[ovirt-users] Re: owner of vm paused/unpaused operation

9 Oct 2019

      On 10/8/19 4:06 PM, Gianluca Cecchi wrote:

Hi Gianluca
...
Hello,
I'm doing some tests related to storage latency or problems manually 
created to debug and manage reactions of hosts and VMs.
What is the subsystem/process/daemon responsible to pause a VM when 
problems arise on storage for the host where the VM is running?
It's Vdsm itself.
...
How is determined the timeout to use to put the VM in pause mode?
The VM is paused immediately as soon as libvirt, through QEMU, reports 
IOError, to avoid data corruption.
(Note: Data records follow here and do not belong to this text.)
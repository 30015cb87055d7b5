//! Lambda-backed request handling.
//!
//! Both backends speak the API-Gateway v1 proxy shape to the function:
//! requests are wrapped into a proxy request envelope, responses come back
//! as a proxy response whose body may be base64-encoded.

mod grpc;
mod health;
mod http;

pub use grpc::{LambdaMethodBackend, LambdaMethodBackendFactory};
pub use health::{check_lambda, BackendHealth, HealthRegistry};
pub use http::LambdaHttpBackend;

use aws_lambda_events::apigw::ApiGatewayProxyResponse;
use aws_lambda_events::encodings::Body;
use aws_sdk_lambda::types::InvocationType;
use aws_smithy_types::Blob;
use base64::engine::general_purpose::STANDARD as BASE64;
use base64::Engine;

use crate::AwsError;

/// Invoke a function synchronously and return the raw response payload.
///
/// A `FunctionError` marker on the invocation result is treated as a
/// failure even when the call itself succeeded.
pub(crate) async fn invoke_function(
    client: &aws_sdk_lambda::Client,
    function_name: &str,
    qualifier: &str,
    payload: Vec<u8>,
) -> Result<Vec<u8>, AwsError> {
    let mut invoke = client
        .invoke()
        .function_name(function_name)
        .invocation_type(InvocationType::RequestResponse)
        .payload(Blob::new(payload));
    if !qualifier.is_empty() {
        invoke = invoke.qualifier(qualifier);
    }

    let result = invoke
        .send()
        .await
        .map_err(|e| AwsError::invoke(function_name, e))?;

    if let Some(function_error) = result.function_error() {
        return Err(AwsError::FunctionError(function_error.to_owned()));
    }

    Ok(result
        .payload()
        .map(|blob| blob.as_ref().to_vec())
        .unwrap_or_default())
}

/// Parse an invocation payload as an API-Gateway proxy response and decode
/// its body (base64 when flagged).
pub(crate) fn decode_proxy_response(
    payload: &[u8],
) -> Result<(ApiGatewayProxyResponse, Vec<u8>), AwsError> {
    let response: ApiGatewayProxyResponse =
        serde_json::from_slice(payload).map_err(AwsError::DecodeResponse)?;
    let body = decode_proxy_body(&response)?;
    Ok((response, body))
}

fn decode_proxy_body(response: &ApiGatewayProxyResponse) -> Result<Vec<u8>, AwsError> {
    let Some(body) = &response.body else {
        return Ok(Vec::new());
    };
    match body {
        Body::Empty => Ok(Vec::new()),
        Body::Binary(bytes) => Ok(bytes.clone()),
        Body::Text(text) => {
            if response.is_base64_encoded {
                Ok(BASE64.decode(text)?)
            } else {
                Ok(text.as_bytes().to_vec())
            }
        }
    }
}
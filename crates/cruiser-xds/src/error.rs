//! Error types for cache operations.

/// Errors raised by the resource caches.
#[derive(Debug, thiserror::Error)]
pub enum CacheError {
    /// A resource with the wrong type URL was offered to a typed cache.
    #[error("type mismatch for resource {name}: cache serves {expected}, got {actual}")]
    TypeMismatch {
        /// Type URL the cache serves.
        expected: String,
        /// Type URL of the offered resource.
        actual: String,
        /// Name of the offending resource.
        name: String,
    },
}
Now, when libvirt reports this error

depends laregly on the timeout set for the storage configuration, which 
is done at host level, using system tools (e.g. it is not a Vdsm tunable)
...
Sometimes I see after clearing the problems that the VM is 
automatically un-paused, sometimes no: how is this managed?
It depends on the error condition that happens. Vdsm tries to recovery 
automatically when it is safe to do so. When in doubt, Vdsm always plays 
it safe wrt user data
...
Are there any counters so that if VM has been paused and and 
problems are not solved in a certain timeframe the unpause can be done 
only manually by the sysadmin?
AFAIR no, because if Vdsm can't be sure, the only real option is to let 
the sysadmin check and decide.

Bests,

-- 
Francesco Romani
Senior SW Eng., Virtualization R&D
Red Hat
IRC: fromani github: @fromanirh